Hutchinson‐Gilford progeria syndrome (HGPS) is a rare accelerated aging disorder most notably characterized by cardiovascular disease and premature death from myocardial infarction or stroke. The majority of cases are caused by a de novo single nucleotide mutation in the LMNA gene that activates a cryptic splice donor site, resulting in production of a toxic form of lamin A with a 50 amino acid internal deletion, termed progerin. We previously reported the generation of a transgenic murine model of progeria carrying a human BAC harboring the common mutation, G608G, which in the single‐copy state develops features of HGPS that are limited to the vascular system. Here, we report the phenotype of mice bred to carry two copies of the BAC, which more completely recapitulate the phenotypic features of HGPS in skin, adipose, skeletal, and vascular tissues. We further show that genetic reduction of the mechanistic target of rapamycin (mTOR) significantly extends lifespan in these mice, providing a rationale for pharmacologic inhibition of the mTOR pathway in the treatment of HGPS.

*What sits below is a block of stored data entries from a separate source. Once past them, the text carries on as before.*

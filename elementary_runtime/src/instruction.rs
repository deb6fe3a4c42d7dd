//! Decodes the six wire-format instruction opcodes (spec §4.1, §6.1) out of
//! a `Value::Array`. Every instruction is `[opcode, ...args]`; a malformed
//! shape or wrong argument type is `ErrorCode::InvalidInstructionFormat`,
//! never a panic — instructions arrive off a (possibly untrusted) client.

use elementary_core::{ErrorCode, NodeId};
use elementary_primitives::{Name, Value};

#[derive(Debug, Clone)]
pub enum Instruction {
    CreateNode { id: NodeId, kind: Name },
    DeleteNode { id: NodeId },
    AppendChild { parent: NodeId, child: NodeId },
    SetProperty { id: NodeId, key: Name, value: Value },
    ActivateRoots { ids: Vec<NodeId> },
    CommitUpdates,
}

fn arg(arr: &[Value], i: usize) -> Result<&Value, ErrorCode> {
    arr.get(i).ok_or(ErrorCode::InvalidInstructionFormat)
}

fn node_id(arr: &[Value], i: usize) -> Result<NodeId, ErrorCode> {
    arg(arr, i)?.as_i32().ok_or(ErrorCode::InvalidInstructionFormat)
}

impl Instruction {
    pub fn decode(value: &Value) -> Result<Self, ErrorCode> {
        let arr = value.as_array().ok_or(ErrorCode::InvalidInstructionFormat)?;
        let opcode = arg(arr, 0)?.as_i32().ok_or(ErrorCode::InvalidInstructionFormat)?;
        match opcode {
            0 => {
                let id = node_id(arr, 1)?;
                let kind = arg(arr, 2)?.as_str().ok_or(ErrorCode::InvalidInstructionFormat)?;
                Ok(Instruction::CreateNode { id, kind: Name::from(kind) })
            }
            1 => Ok(Instruction::DeleteNode { id: node_id(arr, 1)? }),
            2 => Ok(Instruction::AppendChild {
                parent: node_id(arr, 1)?,
                child: node_id(arr, 2)?,
            }),
            3 => {
                let id = node_id(arr, 1)?;
                let key = arg(arr, 2)?.as_str().ok_or(ErrorCode::InvalidInstructionFormat)?;
                let value = arg(arr, 3)?.clone();
                Ok(Instruction::SetProperty { id, key: Name::from(key), value })
            }
            4 => {
                let ids = arg(arr, 1)?.as_array().ok_or(ErrorCode::InvalidInstructionFormat)?;
                let ids = ids
                    .iter()
                    .map(|v| v.as_i32().ok_or(ErrorCode::InvalidInstructionFormat))
                    .collect::<Result<Vec<NodeId>, ErrorCode>>()?;
                Ok(Instruction::ActivateRoots { ids })
            }
            5 => Ok(Instruction::CommitUpdates),
            _ => Err(ErrorCode::InvalidInstructionFormat),
        }
    }
}

#[cfg(test)]
mod tests {
    use super::*;

    #[test]
    fn decodes_every_opcode() {
        let create = Value::Array(vec![Value::Number(0.0), Value::Number(1.0), Value::String("cycle".into())]);
        assert!(matches!(Instruction::decode(&create), Ok(Instruction::CreateNode { id: 1, .. })));

        let delete = Value::Array(vec![Value::Number(1.0), Value::Number(1.0)]);
        assert!(matches!(Instruction::decode(&delete), Ok(Instruction::DeleteNode { id: 1 })));

        let append = Value::Array(vec![Value::Number(2.0), Value::Number(1.0), Value::Number(2.0)]);
        assert!(matches!(
            Instruction::decode(&append),
            Ok(Instruction::AppendChild { parent: 1, child: 2 })
        ));

        let set_prop = Value::Array(vec![
            Value::Number(3.0),
            Value::Number(1.0),
            Value::String("value".into()),
            Value::Number(0.5),
        ]);
        assert!(matches!(Instruction::decode(&set_prop), Ok(Instruction::SetProperty { id: 1, .. })));

        let activate = Value::Array(vec![Value::Number(4.0), Value::Array(vec![Value::Number(1.0)])]);
        assert!(matches!(Instruction::decode(&activate), Ok(Instruction::ActivateRoots { .. })));

        let commit = Value::Array(vec![Value::Number(5.0)]);
        assert!(matches!(Instruction::decode(&commit), Ok(Instruction::CommitUpdates)));
    }

    #[test]
    fn malformed_shapes_report_invalid_format() {
        assert_eq!(
            Instruction::decode(&Value::Number(0.0)).unwrap_err(),
            ErrorCode::InvalidInstructionFormat
        );
        assert_eq!(
            Instruction::decode(&Value::Array(vec![Value::Number(0.0)])).unwrap_err(),
            ErrorCode::InvalidInstructionFormat
        );
        assert_eq!(
            Instruction::decode(&Value::Array(vec![Value::Number(99.0)])).unwrap_err(),
            ErrorCode::InvalidInstructionFormat
        );
    }
}
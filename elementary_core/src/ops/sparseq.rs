//! Time-indexed sequencers: `sparseq`/`sparseq2` (sparse event lists keyed by
//! time offset) and `sampleseq`/`sampleseq2` (dense per-sample playback of a
//! shared buffer at a variable rate) (spec §4.3, §4.5).

use elementary_primitives::{Name, Value};

use crate::error::ErrorCode;
use crate::node::{input_or_silence, Event, GraphNode, NodeContext, PropertyContext, PropertyMap};

#[derive(Clone, Copy)]
struct SparseEvent {
    time: f64,
    value: f32,
}

fn read_sparse_events(value: &Value) -> Option<Vec<SparseEvent>> {
    let arr = value.as_array()?;
    let mut events = Vec::with_capacity(arr.len());
    for entry in arr {
        let map = entry.as_map()?;
        let time = map.get("time").and_then(Value::as_f64)?;
        let value = map.get("value").and_then(Value::as_f32)?;
        events.push(SparseEvent { time, value });
    }
    events.sort_by(|a, b| a.time.partial_cmp(&b.time).unwrap());
    Some(events)
}

/// `sparseq(trig)`: a time-indexed (seconds, relative to the last reset
/// trigger) list of values. Resets its internal clock and event cursor on a
/// rising edge of input0 and walks forward through `sequence` as time passes.
pub struct SparSeqNode {
    events: Vec<SparseEvent>,
    cursor: usize,
    elapsed: f64,
    last_trigger: f32,
    held: f32,
    props: PropertyMap,
}
impl SparSeqNode {
    pub fn new() -> Self {
        let mut props = PropertyMap::new();
        props.set("sequence", Value::Array(Vec::new()));
        Self {
            events: Vec::new(),
            cursor: 0,
            elapsed: 0.0,
            last_trigger: 0.0,
            held: 0.0,
            props,
        }
    }
}
impl GraphNode for SparSeqNode {
    fn kind(&self) -> &'static str {
        "sparseq"
    }
    fn min_inputs(&self) -> usize {
        1
    }
    fn set_property(&mut self, _ctx: &PropertyContext, key: &str, value: &Value) -> Result<(), ErrorCode> {
        if key != "sequence" {
            return Err(ErrorCode::InvalidPropertyValue);
        }
        let events = read_sparse_events(value).ok_or(ErrorCode::InvalidPropertyType)?;
        self.events = events;
        self.props.set("sequence", value.clone());
        Ok(())
    }
    fn properties(&self) -> &PropertyMap {
        &self.props
    }
    fn process(&mut self, ctx: &mut NodeContext, inputs: &[Option<&[f32]>], output: &mut [f32]) {
        let silence = vec![0.0f32; ctx.block_size];
        let trig = input_or_silence(inputs, 0, &silence);
        let dt = 1.0 / ctx.sample_rate as f64;
        for i in 0..output.len() {
            if trig[i] > 0.0 && self.last_trigger <= 0.0 {
                self.elapsed = 0.0;
                self.cursor = 0;
            }
            self.last_trigger = trig[i];
            while self.cursor < self.events.len() && self.events[self.cursor].time <= self.elapsed {
                self.held = self.events[self.cursor].value;
                self.cursor += 1;
            }
            output[i] = self.held;
            self.elapsed += dt;
        }
    }
    fn process_events(&mut self, _emit: &mut dyn FnMut(Event)) {}
    fn reset(&mut self) {
        self.cursor = 0;
        self.elapsed = 0.0;
        self.last_trigger = 0.0;
        self.held = 0.0;
    }
}

/// `sparseq2(trig)`: like `sparseq`, but also emits a `"sparseq2"` event
/// carrying `{time, value}` on every event it crosses.
pub struct SparSeq2Node {
    events: Vec<SparseEvent>,
    cursor: usize,
    elapsed: f64,
    last_trigger: f32,
    held: f32,
    pending: Vec<SparseEvent>,
    props: PropertyMap,
}
impl SparSeq2Node {
    pub fn new() -> Self {
        let mut props = PropertyMap::new();
        props.set("sequence", Value::Array(Vec::new()));
        Self {
            events: Vec::new(),
            cursor: 0,
            elapsed: 0.0,
            last_trigger: 0.0,
            held: 0.0,
            pending: Vec::new(),
            props,
        }
    }
}
impl GraphNode for SparSeq2Node {
    fn kind(&self) -> &'static str {
        "sparseq2"
    }
    fn min_inputs(&self) -> usize {
        1
    }
    fn set_property(&mut self, _ctx: &PropertyContext, key: &str, value: &Value) -> Result<(), ErrorCode> {
        if key != "sequence" {
            return Err(ErrorCode::InvalidPropertyValue);
        }
        let events = read_sparse_events(value).ok_or(ErrorCode::InvalidPropertyType)?;
        self.events = events;
        self.props.set("sequence", value.clone());
        Ok(())
    }
    fn properties(&self) -> &PropertyMap {
        &self.props
    }
    fn process(&mut self, ctx: &mut NodeContext, inputs: &[Option<&[f32]>], output: &mut [f32]) {
        let silence = vec![0.0f32; ctx.block_size];
        let trig = input_or_silence(inputs, 0, &silence);
        let dt = 1.0 / ctx.sample_rate as f64;
        for i in 0..output.len() {
            if trig[i] > 0.0 && self.last_trigger <= 0.0 {
                self.elapsed = 0.0;
                self.cursor = 0;
            }
            self.last_trigger = trig[i];
            while self.cursor < self.events.len() && self.events[self.cursor].time <= self.elapsed {
                let ev = self.events[self.cursor];
                self.held = ev.value;
                self.pending.push(ev);
                self.cursor += 1;
            }
            output[i] = self.held;
            self.elapsed += dt;
        }
    }
    fn process_events(&mut self, emit: &mut dyn FnMut(Event)) {
        for ev in self.pending.drain(..) {
            let mut data = std::collections::BTreeMap::new();
            data.insert(Name::from("time"), Value::Number(ev.time));
            data.insert(Name::from("value"), Value::Number(ev.value as f64));
            emit(Event {
                kind: Name::from("sparseq2"),
                source: None,
                data: Value::Map(data),
            });
        }
    }
    fn reset(&mut self) {
        self.cursor = 0;
        self.elapsed = 0.0;
        self.last_trigger = 0.0;
        self.held = 0.0;
        self.pending.clear();
    }
}

/// `sampleseq(trig)`: plays back a shared float buffer (named by the `path`
/// property, resolved through [`crate::resource::SharedResourceMap`] at
/// property-set time) starting from sample zero on every rising edge,
/// advancing one frame per sample.
pub struct SampleSeqNode {
    buffer: Option<std::sync::Arc<[f32]>>,
    position: usize,
    playing: bool,
    last_trigger: f32,
    props: PropertyMap,
}
impl SampleSeqNode {
    pub fn new() -> Self {
        Self {
            buffer: None,
            position: 0,
            playing: false,
            last_trigger: 0.0,
            props: PropertyMap::new(),
        }
    }
}
impl GraphNode for SampleSeqNode {
    fn kind(&self) -> &'static str {
        "sampleseq"
    }
    fn min_inputs(&self) -> usize {
        1
    }
    fn set_property(&mut self, ctx: &PropertyContext, key: &str, value: &Value) -> Result<(), ErrorCode> {
        if key != "path" {
            return Err(ErrorCode::InvalidPropertyValue);
        }
        let name = value.as_str().ok_or(ErrorCode::InvalidPropertyType)?;
        let buf = ctx.resources.get(name).ok_or(ErrorCode::InvalidPropertyValue)?;
        self.buffer = Some(buf);
        self.props.set("path", value.clone());
        Ok(())
    }
    fn properties(&self) -> &PropertyMap {
        &self.props
    }
    fn process(&mut self, ctx: &mut NodeContext, inputs: &[Option<&[f32]>], output: &mut [f32]) {
        let silence = vec![0.0f32; ctx.block_size];
        let trig = input_or_silence(inputs, 0, &silence);
        for i in 0..output.len() {
            if trig[i] > 0.0 && self.last_trigger <= 0.0 {
                self.position = 0;
                self.playing = true;
            }
            self.last_trigger = trig[i];
            output[i] = match (&self.buffer, self.playing) {
                (Some(buf), true) if self.position < buf.len() => {
                    let s = buf[self.position];
                    self.position += 1;
                    if self.position >= buf.len() {
                        self.playing = false;
                    }
                    s
                }
                _ => 0.0,
            };
        }
    }
    fn process_events(&mut self, _emit: &mut dyn FnMut(Event)) {}
    fn reset(&mut self) {
        self.position = 0;
        self.playing = false;
        self.last_trigger = 0.0;
    }
}

/// `sampleseq2(trig, rate)`: like `sampleseq`, but reads continuously at a
/// (possibly time-varying, possibly non-unity) rate given by input1, using a
/// phase vocoder so pitch and playback speed can be changed independently of
/// each other (spec §4.5).
pub struct SampleSeq2Node {
    buffer: Option<std::sync::Arc<[f32]>>,
    vocoder: super::pitch::PhaseVocoder,
    playing: bool,
    last_trigger: f32,
    props: PropertyMap,
}
impl SampleSeq2Node {
    pub fn new() -> Self {
        Self {
            buffer: None,
            vocoder: super::pitch::PhaseVocoder::new(),
            playing: false,
            last_trigger: 0.0,
            props: PropertyMap::new(),
        }
    }
}
impl GraphNode for SampleSeq2Node {
    fn kind(&self) -> &'static str {
        "sampleseq2"
    }
    fn min_inputs(&self) -> usize {
        2
    }
    fn set_property(&mut self, ctx: &PropertyContext, key: &str, value: &Value) -> Result<(), ErrorCode> {
        if key != "path" {
            return Err(ErrorCode::InvalidPropertyValue);
        }
        let name = value.as_str().ok_or(ErrorCode::InvalidPropertyType)?;
        let buf = ctx.resources.get(name).ok_or(ErrorCode::InvalidPropertyValue)?;
        self.buffer = Some(buf);
        self.props.set("path", value.clone());
        Ok(())
    }
    fn properties(&self) -> &PropertyMap {
        &self.props
    }
    fn process(&mut self, ctx: &mut NodeContext, inputs: &[Option<&[f32]>], output: &mut [f32]) {
        let silence = vec![0.0f32; ctx.block_size];
        let trig = input_or_silence(inputs, 0, &silence);
        let ones = vec![1.0f32; ctx.block_size];
        let rate = inputs.get(1).and_then(|o| *o).filter(|s| s.len() >= ctx.block_size).unwrap_or(&ones);
        for i in 0..output.len() {
            if trig[i] > 0.0 && self.last_trigger <= 0.0 {
                self.vocoder.reset();
                self.playing = true;
            }
            self.last_trigger = trig[i];
            output[i] = match (&self.buffer, self.playing) {
                (Some(buf), true) => self.vocoder.next_sample(buf, rate[i]),
                _ => 0.0,
            };
        }
    }
    fn process_events(&mut self, _emit: &mut dyn FnMut(Event)) {}
    fn reset(&mut self) {
        self.vocoder.reset();
        self.playing = false;
        self.last_trigger = 0.0;
    }
}

#[cfg(test)]
mod tests {
    use super::*;

    fn ctx_parts() -> (crate::log::RtLogSender, crate::resource::TapBus) {
        (crate::log::RtLogSender::non_rt(), crate::resource::TapBus::new())
    }

    fn sparse_value(pairs: &[(f64, f32)]) -> Value {
        Value::Array(
            pairs
                .iter()
                .map(|(t, v)| {
                    let mut m = std::collections::BTreeMap::new();
                    m.insert(Name::from("time"), Value::Number(*t));
                    m.insert(Name::from("value"), Value::Number(*v as f64));
                    Value::Map(m)
                })
                .collect(),
        )
    }

    #[test]
    fn sparseq_emits_values_as_time_crosses_event_boundaries() {
        let mut node = SparSeqNode::new();
        let resources = crate::resource::SharedResourceMap::new();
        let pctx = PropertyContext {
            sample_rate: 4,
            block_size: 4,
            resources: &resources,
        };
        node.set_property(&pctx, "sequence", &sparse_value(&[(0.0, 1.0), (0.5, 2.0)]))
            .unwrap();
        let (mut logger, mut tap) = ctx_parts();
        let mut ctx = NodeContext::new(4, 4, 0, &mut logger, &mut tap);
        let trig = [1.0, 0.0, 0.0, 0.0];
        let mut out = vec![0.0; 4];
        node.process(&mut ctx, &[Some(&trig)], &mut out);
        assert_eq!(out, vec![1.0, 1.0, 2.0, 2.0]);
    }

    #[test]
    fn sampleseq2_produces_finite_output_while_playing() {
        let mut node = SampleSeq2Node::new();
        let mut resources = crate::resource::SharedResourceMap::new();
        let tone: Vec<f32> = (0..4096).map(|i| (i as f32 * 0.05).sin()).collect();
        resources.insert(Name::from("tone"), std::sync::Arc::from(tone.into_boxed_slice()));
        let pctx = PropertyContext {
            sample_rate: 48_000,
            block_size: 16,
            resources: &resources,
        };
        node.set_property(&pctx, "path", &Value::String("tone".into())).unwrap();
        let (mut logger, mut tap) = ctx_parts();
        let mut ctx = NodeContext::new(48_000, 16, 0, &mut logger, &mut tap);
        let mut trig = vec![0.0f32; 16];
        trig[0] = 1.0;
        let rate = vec![1.2f32; 16];
        let mut out = vec![0.0; 16];
        node.process(&mut ctx, &[Some(&trig), Some(&rate)], &mut out);
        for s in out {
            assert!(s.is_finite());
        }
    }

    #[test]
    fn sampleseq_plays_through_buffer_then_stops() {
        let mut node = SampleSeqNode::new();
        let mut resources = crate::resource::SharedResourceMap::new();
        resources.insert(Name::from("buf"), std::sync::Arc::from(vec![1.0, 2.0, 3.0].into_boxed_slice()));
        let pctx = PropertyContext {
            sample_rate: 48_000,
            block_size: 5,
            resources: &resources,
        };
        node.set_property(&pctx, "path", &Value::String("buf".into())).unwrap();
        let (mut logger, mut tap) = ctx_parts();
        let mut ctx = NodeContext::new(48_000, 5, 0, &mut logger, &mut tap);
        let trig = [1.0, 0.0, 0.0, 0.0, 0.0];
        let mut out = vec![0.0; 5];
        node.process(&mut ctx, &[Some(&trig)], &mut out);
        assert_eq!(out, vec![1.0, 2.0, 3.0, 0.0, 0.0]);
    }
}
//! Lock-free logging from the audio thread, mirroring
//! `knaster_core::log::{ArLogSender, ArLogReceiver, rt_log!}`.
//!
//! `process` may not allocate or call the OS, so diagnostics raised while
//! running a render sequence are pushed as small `Copy` messages onto an
//! SPSC channel and drained from the control thread. Control-thread code
//! (the reconciler, the resource map) logs directly through the `log` crate
//! facade instead.

use elementary_primitives::{SpscConsumer, SpscProducer, SpscQueue};

/// A single log message sent from the audio thread, requiring no allocation.
#[derive(Debug, Clone, Copy)]
pub enum RtLogMessage {
    Str(&'static str),
    Float(f64),
    Int(i64),
    NodeId(i32),
    End,
}
impl RtLogMessage {
    pub fn is_end(&self) -> bool {
        matches!(self, RtLogMessage::End)
    }
}
impl From<&'static str> for RtLogMessage {
    fn from(v: &'static str) -> Self {
        RtLogMessage::Str(v)
    }
}
impl From<f64> for RtLogMessage {
    fn from(v: f64) -> Self {
        RtLogMessage::Float(v)
    }
}
impl From<f32> for RtLogMessage {
    fn from(v: f32) -> Self {
        RtLogMessage::Float(v as f64)
    }
}
impl From<i64> for RtLogMessage {
    fn from(v: i64) -> Self {
        RtLogMessage::Int(v)
    }
}
impl From<i32> for RtLogMessage {
    fn from(v: i32) -> Self {
        RtLogMessage::Int(v as i64)
    }
}
impl From<usize> for RtLogMessage {
    fn from(v: usize) -> Self {
        RtLogMessage::Int(v as i64)
    }
}

/// The audio-thread half of the log channel. Stored in [`crate::node::NodeContext`].
pub enum RtLogSender {
    Channel(SpscProducer<RtLogMessage>),
    /// Fallback used off the audio thread (tests, non-realtime processing):
    /// logs via the `log` crate facade instead of a channel.
    Log,
}
impl RtLogSender {
    pub fn non_rt() -> Self {
        RtLogSender::Log
    }
    pub fn send(&mut self, msg: RtLogMessage) {
        match self {
            RtLogSender::Channel(p) => {
                let _ = p.push(msg);
            }
            RtLogSender::Log => log::warn!("{msg:?}"),
        }
    }
}

/// The control-thread half: drains chains of [`RtLogMessage`] terminated by `End`.
pub struct RtLogReceiver(SpscConsumer<RtLogMessage>);
impl RtLogReceiver {
    pub fn channel(capacity: usize) -> (RtLogSender, RtLogReceiver) {
        let (p, c) = SpscQueue::new(capacity);
        (RtLogSender::Channel(p), RtLogReceiver(c))
    }

    /// Call `handler` once per complete message chain (a run up to and
    /// including an `End` marker).
    pub fn recv(&mut self, mut handler: impl FnMut(&[RtLogMessage])) {
        let mut chain = Vec::new();
        while let Some(msg) = self.0.pop() {
            let is_end = msg.is_end();
            chain.push(msg);
            if is_end {
                handler(&chain);
                chain.clear();
            }
        }
    }
}

/// Push a chain of [`RtLogMessage`]s through an [`RtLogSender`], terminated
/// with `End`. Mirrors `knaster_core::rt_log!`.
#[macro_export]
macro_rules! rt_log {
    ($sender:expr; $($msg:expr),* $(,)?) => {{
        $(
            $sender.send($crate::log::RtLogMessage::from($msg));
        )*
        $sender.send($crate::log::RtLogMessage::End);
    }};
}

#[cfg(test)]
mod tests {
    use super::*;

    #[test]
    fn chain_round_trips_through_the_channel() {
        let (mut tx, mut rx) = RtLogReceiver::channel(16);
        rt_log!(tx; "clamped gain", 0.5_f64, 3_i32);
        let mut seen = 0;
        rx.recv(|chain| {
            seen += 1;
            assert!(chain.last().unwrap().is_end());
            assert_eq!(chain.len(), 4);
        });
        assert_eq!(seen, 1);
    }
}
/// `svfshelf(freq, q, gainDb, x)`: a state-variable shelving filter built on
/// the same topology as [`SvfNode`], selectable between low-shelf and
/// high-shelf via `mode`.
pub struct SvfShelfNode {
    low_shelf: bool,
    ic1eq: f32,
    ic2eq: f32,
    props: PropertyMap,
}
impl SvfShelfNode {
    pub fn new() -> Self {
        let mut props = PropertyMap::new();
        props.set("mode", Value::String("low".into()));
        Self {
            low_shelf: true,
            ic1eq: 0.0,
            ic2eq: 0.0,
            props,
        }
    }
}
impl GraphNode for SvfShelfNode {
    fn kind(&self) -> &'static str {
        "svfshelf"
    }
    fn min_inputs(&self) -> usize {
        4
    }
    fn set_property(&mut self, _ctx: &PropertyContext, key: &str, value: &Value) -> Result<(), ErrorCode> {
        if key != "mode" {
            return Err(ErrorCode::InvalidPropertyValue);
        }
        self.low_shelf = match value.as_str().ok_or(ErrorCode::InvalidPropertyType)? {
            "low" => true,
            "high" => false,
            _ => return Err(ErrorCode::InvalidPropertyValue),
        };
        self.props.set("mode", value.clone());
        Ok(())
    }
    fn properties(&self) -> &PropertyMap {
        &self.props
    }
    fn process(&mut self, ctx: &mut NodeContext, inputs: &[Option<&[f32]>], output: &mut [f32]) {
        let silence = vec![0.0f32; ctx.block_size];
        let freq = input_or_silence(inputs, 0, &silence);
        let q = input_or_silence(inputs, 1, &silence);
        let gain_db = input_or_silence(inputs, 2, &silence);
        let x = input_or_silence(inputs, 3, &silence);
        let sr = ctx.sample_rate as f32;
        for i in 0..output.len() {
            let a = 10f32.powf(gain_db[i] / 40.0);
            let g = (PI * freq[i].max(1.0) / sr).tan() / a.sqrt();
            let k = 1.0 / q[i].max(0.01);
            let a1 = 1.0 / (1.0 + g * (g + k));
            let a2 = g * a1;
            let a3 = g * a2;
            let v3 = x[i] - self.ic2eq;
            let v1 = a1 * self.ic1eq + a2 * v3;
            let v2 = self.ic2eq + a2 * self.ic1eq + a3 * v3;
            self.ic1eq = 2.0 * v1 - self.ic1eq;
            self.ic2eq = 2.0 * v2 - self.ic2eq;
            let lp = v2;
            let hp = x[i] - k * v1 - v2;
            output[i] = if self.low_shelf {
                x[i] + (a * a - 1.0) * lp
            } else {
                x[i] + (a * a - 1.0) * hp
            };
        }
    }
    fn process_events(&mut self, _emit: &mut dyn FnMut(Event)) {}
    fn reset(&mut self) {
        self.ic1eq = 0.0;
        self.ic2eq = 0.0;
    }
}

#[cfg(test)]
mod tests {
    use super::*;

    fn ctx_parts() -> (crate::log::RtLogSender, crate::resource::TapBus) {
        (crate::log::RtLogSender::non_rt(), crate::resource::TapBus::new())
    }

    #[test]
    fn pole_smooths_a_step() {
        let mut node = PoleNode::new();
        let (mut logger, mut tap) = ctx_parts();
        let mut ctx = NodeContext::new(48_000, 4, 0, &mut logger, &mut tap);
        let a = [0.9, 0.9, 0.9, 0.9];
        let x = [1.0, 1.0, 1.0, 1.0];
        let mut out = vec![0.0; 4];
        node.process(&mut ctx, &[Some(&a), Some(&x)], &mut out);
        assert!(out[0] < out[3]);
        assert!(out[3] <= 1.0);
    }

    #[test]
    fn svf_lowpass_is_stable_for_dc_input() {
        let mut node = SvfNode::new();
        let (mut logger, mut tap) = ctx_parts();
        let mut ctx = NodeContext::new(48_000, 256, 0, &mut logger, &mut tap);
        let freq = vec![500.0f32; 256];
        let q = vec![0.707f32; 256];
        let x = vec![1.0f32; 256];
        let mut out = vec![0.0; 256];
        node.process(&mut ctx, &[Some(&freq), Some(&q), Some(&x)], &mut out);
        assert!((out[255] - 1.0).abs() < 0.1);
    }
}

Generation of animal models that express the mutant gene product in the context of the human sequence is critical for developing novel therapeutic approaches to treat HGPS. Here we show that transgenic mice harboring two copies of the human LMNA gene containing the G608G mutation recapitulate the human phenotype. Genetic reduction of mTOR in these mice extends lifespan and provides a rationale for clinical trials testing pharmacological inhibition of the mTOR signaling pathway in HGPS patients.